Genomic sequencing for characterizing tumor minimal residual disease versus early cancer

Abstract

One of the most frequent translocations in leukemia involves the fusion of the KMT2A gene with numerous partner genes — this involves multiple breakpoint regions, spanning different exons. The *KMT2A *fusion is a target for a recently approved therapeutic for treating leukemia. This translocation’s structural complexity has hindered the genetic and epigenetic characterization of these gene fusions. Consequently, the relationship between the genetic and epigenetic variations of KMT2A fusions and the cellular physiology of leukemia remains unclear. To address this question, we characterized *KMT2A *gene fusions in two types of acute leukemia (lymphocytic and myelocytic). We relied on a targeted approach utilizing long nanopore sequencing reads to analyze gene fusions between *KMT2A *and partner genes.
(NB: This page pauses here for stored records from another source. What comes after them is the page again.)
// Copyright (c) 2025 Nikolay Denev <ndenev@gmail.com>
// SPDX-License-Identifier: BSD-3-Clause

//! Progress reporting for backup runs
//!
//! The backup processor reports what it is doing through a broadcast channel,
//! which the CLI turns into spinner updates.

use indicatif::{ProgressBar, ProgressStyle};
use std::sync::Arc;
use std::sync::atomic::{AtomicUsize, Ordering};
use tokio::sync::broadcast;

/// Create a spinner with consistent styling
pub fn create_spinner(msg: &str) -> ProgressBar {
    let pb = ProgressBar::new_spinner();
    pb.set_style(
        ProgressStyle::default_spinner()
            .tick_chars("⠋⠙⠹⠸⠼⠴⠦⠧⠇⠏")
            .template("{spinner:.cyan} {msg} {elapsed:.dim}")
            .unwrap_or_else(|_| ProgressStyle::default_spinner()),
    );
    pb.set_message(msg.to_string());
    pb.enable_steady_tick(std::time::Duration::from_millis(80));
    pb
}

/// Progress update message
#[derive(Clone, Debug)]
pub enum ProgressUpdate {
    /// Connecting to a cluster
    Connecting { cluster: String },
    /// Discovering resource kinds on a cluster
    Discovering { cluster: String },
    /// Listing the items selected by the backup request
    ListingRoots,
    /// Root items found
    RootsListed { count: usize },
    /// An item was written to the archive
    ItemArchived { resource: String },
    /// A soft error was recorded for an item
    ItemFailed { resource: String, phase: String },
    /// The run ended
    RunFinished {
        status: String,
        items: usize,
        errors: usize,
        elapsed_ms: u64,
    },
}

/// Progress reporter shared by the processor and the CLI
pub struct ProgressReporter {
    sender: broadcast::Sender<ProgressUpdate>,
    /// Items written to the archive so far
    items_done: AtomicUsize,
    /// Items enqueued so far (grows as references are discovered)
    items_total: AtomicUsize,
}

impl ProgressReporter {
    pub fn new() -> Self {
        let (sender, _) = broadcast::channel(256);
        Self {
            sender,
            items_done: AtomicUsize::new(0),
            items_total: AtomicUsize::new(0),
        }
    }

    /// Subscribe to progress updates
    pub fn subscribe(&self) -> broadcast::Receiver<ProgressUpdate> {
        self.sender.subscribe()
    }

    pub fn connecting(&self, cluster: &str) {
        let _ = self.sender.send(ProgressUpdate::Connecting {
            cluster: cluster.to_string(),
        });
    }

    pub fn discovering(&self, cluster: &str) {
        let _ = self.sender.send(ProgressUpdate::Discovering {
            cluster: cluster.to_string(),
        });
    }

    /// Report run start; resets counters
    pub fn listing_roots(&self) {
        self.items_done.store(0, Ordering::SeqCst);
        self.items_total.store(0, Ordering::SeqCst);
        let _ = self.sender.send(ProgressUpdate::ListingRoots);
    }

    pub fn roots_listed(&self, count: usize) {
        let _ = self.sender.send(ProgressUpdate::RootsListed { count });
    }

    /// Count a newly enqueued item
    pub fn item_enqueued(&self) {
        self.items_total.fetch_add(1, Ordering::SeqCst);
    }

    pub fn item_archived(&self, resource: &str) {
        self.items_done.fetch_add(1, Ordering::SeqCst);
        let _ = self.sender.send(ProgressUpdate::ItemArchived {
            resource: resource.to_string(),
        });
    }

    pub fn item_failed(&self, resource: &str, phase: &str) {
        let _ = self.sender.send(ProgressUpdate::ItemFailed {
            resource: resource.to_string(),
            phase: phase.to_string(),
        });
    }

    pub fn run_finished(&self, status: &str, items: usize, errors: usize, elapsed_ms: u64) {
        let _ = self.sender.send(ProgressUpdate::RunFinished {
            status: status.to_string(),
            items,
            errors,
            elapsed_ms,
        });
    }

    /// Get current progress (archived/enqueued)
    pub fn progress(&self) -> (usize, usize) {
        (
            self.items_done.load(Ordering::SeqCst),
            self.items_total.load(Ordering::SeqCst),
        )
    }
}

impl Default for ProgressReporter {
    fn default() -> Self {
        Self::new()
    }
}

/// Thread-safe handle to progress reporter
pub type ProgressHandle = Arc<ProgressReporter>;

/// Create a new progress reporter handle
pub fn create_progress_handle() -> ProgressHandle {
    Arc::new(ProgressReporter::new())
}

#[cfg(test)]
mod tests {
    use super::*;

    #[test]
    fn test_progress_reporter_new() {
        let reporter = ProgressReporter::new();
        assert_eq!(reporter.progress(), (0, 0));
    }

    #[test]
    fn test_counters() {
        let reporter = ProgressReporter::default();
        reporter.listing_roots();
        reporter.item_enqueued();
        reporter.item_enqueued();
        reporter.item_enqueued();
        assert_eq!(reporter.progress(), (0, 3));

        reporter.item_archived("pods/default/a");
        assert_eq!(reporter.progress(), (1, 3));

        reporter.item_failed("pods/default/b", "fetch");
        assert_eq!(reporter.progress(), (1, 3));
    }

    #[test]
    fn test_listing_roots_resets_counters() {
        let reporter = ProgressReporter::new();
        reporter.item_enqueued();
        reporter.item_archived("pods/default/a");
        assert_eq!(reporter.progress(), (1, 1));

        reporter.listing_roots();
        assert_eq!(reporter.progress(), (0, 0));
    }

    #[test]
    fn test_subscribe_receives_updates() {
        let reporter = ProgressReporter::new();
        let mut receiver = reporter.subscribe();

        reporter.roots_listed(12);

        match receiver.try_recv().unwrap() {
            ProgressUpdate::RootsListed { count } => assert_eq!(count, 12),
            other => panic!("Expected RootsListed update, got {:?}", other),
        }
    }

    #[test]
    fn test_multiple_updates() {
        let reporter = ProgressReporter::new();
        let mut receiver = reporter.subscribe();

        reporter.connecting("prod");
        reporter.discovering("prod");
        reporter.listing_roots();
        reporter.roots_listed(1);
        reporter.item_archived("pods/default/a");
        reporter.item_failed("pods/default/b", "fetch");
        reporter.run_finished("PartiallyFailed", 1, 1, 10);

        let updates: Vec<_> = std::iter::from_fn(|| receiver.try_recv().ok()).collect();
        assert_eq!(updates.len(), 7);

        assert!(matches!(updates[0], ProgressUpdate::Connecting { .. }));
        assert!(matches!(updates[1], ProgressUpdate::Discovering { .. }));
        assert!(matches!(updates[2], ProgressUpdate::ListingRoots));
        assert!(matches!(updates[3], ProgressUpdate::RootsListed { .. }));
        assert!(matches!(updates[4], ProgressUpdate::ItemArchived { .. }));
        assert!(matches!(updates[5], ProgressUpdate::ItemFailed { .. }));
        assert!(matches!(updates[6], ProgressUpdate::RunFinished { .. }));
    }

    #[test]
    fn test_create_progress_handle() {
        let handle = create_progress_handle();
        assert_eq!(handle.progress(), (0, 0));
    }
}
Our characterization identified the exact breakpoints with base-pair resolution, determining phased variants across contigs containing the wild-type and fusion alleles. In parallel, we discovered distinct epigenetic changes, seen as methylation haplotypes that occurred across the *KMT2A *translocation. To provide a deeper genomic perspective, we used single-cell multiomics to assess the epigenetic changes as evident in chromatin accessibility and gene expression. Single-cell analysis with nanopore sequencing revealed a diverse landscape of different transcript isoforms from the gene fusion. These new results revealed unexpected diverse patterns of rearrangement methylation haplotypes and transcript isoforms. This added layer of genomic complexity may contribute to the efficacy of targeted agents for this translocation in leukemias.

Biography

Dr. Ji is a physician scientist and Professor at Stanford University. His research addresses basic and translational questions about cancer genetics and genomics. Hanlee’s research group has developed numerous DNA sequencing technologies for the characterization of cancer genomes, several of which have been used for clinical diagnostics. Currently, he is applying new single-molecule and single-cell sequencing strategies to identify clinically relevant features and cancer drug targets.